Мюриэль замолчала, хотя явно не из-за того, что ей было нечего сказать. Гвен бросила на нее ободряющий взгляд и приготовилась внимательно слушать, готовая при первой же возможности пересказать этот разговор Рианнон: не только из внутренних побуждений, но и в качестве компенсации за свое предательство. Кроме того, любая достоверная информация об отношениях этой супружеской четы будет по достоинству оценена другими женами.

По-прежнему торопливо, Мюриэль продолжила с того места, на котором остановилась:

– И все потому, что у них нет времени привыкнуть. Принято считать, что это наладится само собой; думаю, у многих так и происходит, но не у всех. А говорить с ними бесполезно – они ничего не замечают, а если замечают, то думают, это женские капризы, или способ самоутвердиться, или что она мстит за какую-то провинность. В общем, все заканчивается либо ссорой, либо надеждой на то, что следующий раз будет лучше, но, как ни смешно, ничего не меняется. А потом… потом оказывается, что уже слишком поздно. Знаешь, как бывает: разговариваешь с кем-нибудь и не можешь вспомнить имя этого человека, и продолжаешь разговор в надежде, что вспомнишь или он сам представится. Ну и тогда уже ничего не исправишь. А вот некоторым везет: у них после двадцатилетнего перерыва все хорошо. Шан говорила мне, что до сих пор общается со своим бывшим, хотя он перебрался в Торонто черт знает сколько лет назад.
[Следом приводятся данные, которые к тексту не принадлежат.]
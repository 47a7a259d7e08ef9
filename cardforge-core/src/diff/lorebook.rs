//! Entry-aware lorebook diff
//!
//! Entries are matched across the two sides by identity rather than by
//! position: the entry `name` when it is non-empty, otherwise the entry's
//! position plus a fingerprint of its sorted keys.

use std::collections::{HashMap, VecDeque};

use serde::Serialize;
use serde_json::Value;

/// Entry fields compared by value
pub const ENTRY_FIELDS: [&str; 12] = [
    "keys",
    "content",
    "enabled",
    "insertion_order",
    "priority",
    "secondary_keys",
    "selective",
    "selective_logic",
    "position",
    "probability",
    "case_sensitive",
    "constant",
];

/// Lorebook-level settings
pub const SETTINGS_FIELDS: [&str; 5] = [
    "name",
    "description",
    "scan_depth",
    "token_budget",
    "recursive_scanning",
];

/// Find the lorebook inside a card document
///
/// Checks `data.character_book` (v2/v3 cards), `data` of a `lorebook_v3`
/// wrapper, a top-level `character_book`, then the document itself when it
/// carries `entries`.
pub fn locate_lorebook(doc: &Value) -> Option<&Value> {
    if let Some(book) = doc.pointer("/data/character_book").filter(|v| v.is_object()) {
        return Some(book);
    }
    if doc.get("spec").and_then(Value::as_str) == Some("lorebook_v3") {
        if let Some(data) = doc.get("data").filter(|v| v.is_object()) {
            return Some(data);
        }
    }
    if let Some(book) = doc.get("character_book").filter(|v| v.is_object()) {
        return Some(book);
    }
    doc.get("entries").map(|_| doc)
}

fn entries(lorebook: Option<&Value>) -> &[Value] {
    lorebook
        .and_then(|book| book.get("entries"))
        .and_then(Value::as_array)
        .map(Vec::as_slice)
        .unwrap_or_default()
}

fn entry_name(entry: &Value) -> Option<&str> {
    entry
        .get("name")
        .and_then(Value::as_str)
        .filter(|name| !name.trim().is_empty())
}

/// Stable identity used to match an entry across two lorebooks
pub fn entry_identity(entry: &Value, index: usize) -> String {
    if let Some(name) = entry_name(entry) {
        return format!("name:{}", name.trim());
    }

    let mut keys: Vec<String> = entry
        .get("keys")
        .and_then(Value::as_array)
        .map(|keys| {
            keys.iter()
                .map(|k| match k {
                    Value::String(s) => s.clone(),
                    other => other.to_string(),
                })
                .collect()
        })
        .unwrap_or_default();
    keys.sort();
    format!("#{}:{}", index, keys.join(","))
}

#[derive(Debug, Clone, Copy, PartialEq, Eq, Serialize)]
#[serde(rename_all = "lowercase")]
pub enum EntryStatus {
    Added,
    Removed,
    Modified,
    Unchanged,
}

/// A single differing entry field; a missing side is omitted
#[derive(Debug, Clone, PartialEq, Serialize)]
pub struct FieldChange {
    pub field: String,
    #[serde(skip_serializing_if = "Option::is_none")]
    pub original: Option<Value>,
    #[serde(skip_serializing_if = "Option::is_none")]
    pub current: Option<Value>,
}

#[derive(Debug, Clone, PartialEq, Serialize)]
#[serde(rename_all = "camelCase")]
pub struct EntryDiffResult {
    pub identity: String,
    pub name: Option<String>,
    pub status: EntryStatus,
    pub original_index: Option<usize>,
    pub current_index: Option<usize>,
    pub field_changes: Vec<FieldChange>,
    pub moved: bool,
    #[serde(skip_serializing_if = "Option::is_none")]
    pub moved_from: Option<usize>,
    #[serde(skip_serializing_if = "Option::is_none")]
    pub moved_to: Option<usize>,
    pub original: Option<Value>,
    pub current: Option<Value>,
}

#[derive(Debug, Clone, Copy, Default, PartialEq, Eq, Serialize)]
pub struct EntrySummary {
    pub added: usize,
    pub removed: usize,
    pub modified: usize,
    pub unchanged: usize,
}

#[derive(Debug, Clone, PartialEq, Serialize)]
#[serde(rename_all = "camelCase")]
pub struct LorebookDiff {
    pub entry_summary: EntrySummary,
    pub entry_diffs: Vec<EntryDiffResult>,
    pub settings_changed: bool,
    pub changed_settings: Vec<String>,
}

impl LorebookDiff {
    pub fn has_changes(&self) -> bool {
        self.settings_changed
            || self.entry_summary.added > 0
            || self.entry_summary.removed > 0
            || self.entry_summary.modified > 0
            || self.entry_diffs.iter().any(|e| e.moved)
    }
}

fn field_changes(original: &Value, current: &Value) -> Vec<FieldChange> {
    ENTRY_FIELDS
        .iter()
        .filter_map(|&field| {
            let (a, b) = (original.get(field), current.get(field));
            (a != b).then(|| FieldChange {
                field: field.to_string(),
                original: a.cloned(),
                current: b.cloned(),
            })
        })
        .collect()
}

/// Diff two lorebook objects; either side may be absent or malformed
pub fn compute_lorebook_diff(original: Option<&Value>, current: Option<&Value>) -> LorebookDiff {
    let original_entries = entries(original);
    let current_entries = entries(current);

    let mut unmatched: HashMap<String, VecDeque<usize>> = HashMap::new();
    for (index, entry) in original_entries.iter().enumerate() {
        unmatched
            .entry(entry_identity(entry, index))
            .or_default()
            .push_back(index);
    }

    let mut summary = EntrySummary::default();
    let mut diffs = Vec::with_capacity(current_entries.len());
    let mut matched = vec![false; original_entries.len()];

    for (current_index, entry) in current_entries.iter().enumerate() {
        let identity = entry_identity(entry, current_index);
        let name = entry_name(entry).map(str::to_string);
        let original_index = unmatched
            .get_mut(&identity)
            .and_then(VecDeque::pop_front);

        let Some(original_index) = original_index else {
            summary.added += 1;
            diffs.push(EntryDiffResult {
                identity,
                name,
                status: EntryStatus::Added,
                original_index: None,
                current_index: Some(current_index),
                field_changes: Vec::new(),
                moved: false,
                moved_from: None,
                moved_to: None,
                original: None,
                current: Some(entry.clone()),
            });
            continue;
        };

        matched[original_index] = true;
        let before = &original_entries[original_index];
        let changes = field_changes(before, entry);
        let status = if changes.is_empty() {
            summary.unchanged += 1;
            EntryStatus::Unchanged
        } else {
            summary.modified += 1;
            EntryStatus::Modified
        };
        let moved = original_index != current_index;

        diffs.push(EntryDiffResult {
            identity,
            name,
            status,
            original_index: Some(original_index),
            current_index: Some(current_index),
            field_changes: changes,
            moved,
            moved_from: moved.then_some(original_index),
            moved_to: moved.then_some(current_index),
            original: Some(before.clone()),
            current: Some(entry.clone()),
        });
    }

    for (index, entry) in original_entries.iter().enumerate() {
        if matched[index] {
            continue;
        }
        summary.removed += 1;
        diffs.push(EntryDiffResult {
            identity: entry_identity(entry, index),
            name: entry_name(entry).map(str::to_string),
            status: EntryStatus::Removed,
            original_index: Some(index),
            current_index: None,
            field_changes: Vec::new(),
            moved: false,
            moved_from: None,
            moved_to: None,
            original: Some(entry.clone()),
            current: None,
        });
    }

    let setting = |book: Option<&Value>, field: &str| book.and_then(|b| b.get(field)).cloned();
    let changed_settings: Vec<String> = SETTINGS_FIELDS
        .iter()
        .filter(|&&field| setting(original, field) != setting(current, field))
        .map(|field| field.to_string())
        .collect();

    LorebookDiff {
        entry_summary: summary,
        entry_diffs: diffs,
        settings_changed: !changed_settings.is_empty(),
        changed_settings,
    }
}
Гвен по-прежнему молчала. С большой неохотой она решила, что не будет пересказывать Рианнон откровения Мюриэль, разве что сделает один-два намека, уклонившись от дальнейших расспросов под предлогом амнезии. Кстати, вполне вероятно, что утром она и вправду ничего не вспомнит, так что и до одного-двух намеков дело не дойдет. Вероятно, Мюриэль рассчитывала на нечто подобное и на следующий день снова замкнется в себе. А ее последние две фразы явно из серии полубредовых замечаний под утро, когда уже сил нет бодрствовать. Об этом можно и рассказать.

– Вызови мне, пожалуйста, такси, – попросила Мюриэль, когда молчание затянулось на целую минуту. Она говорила намного сдержаннее, чем раньше. – Телефон у меня в сумочке, она где-то здесь.

«Вот мы и вернулись на круги своя», – подумала Гвен, поднимая сумку, но решила, что больше не будет сердиться на Мюриэль за ее громкий голос и прибабахи, если, конечно, вспомнит почему.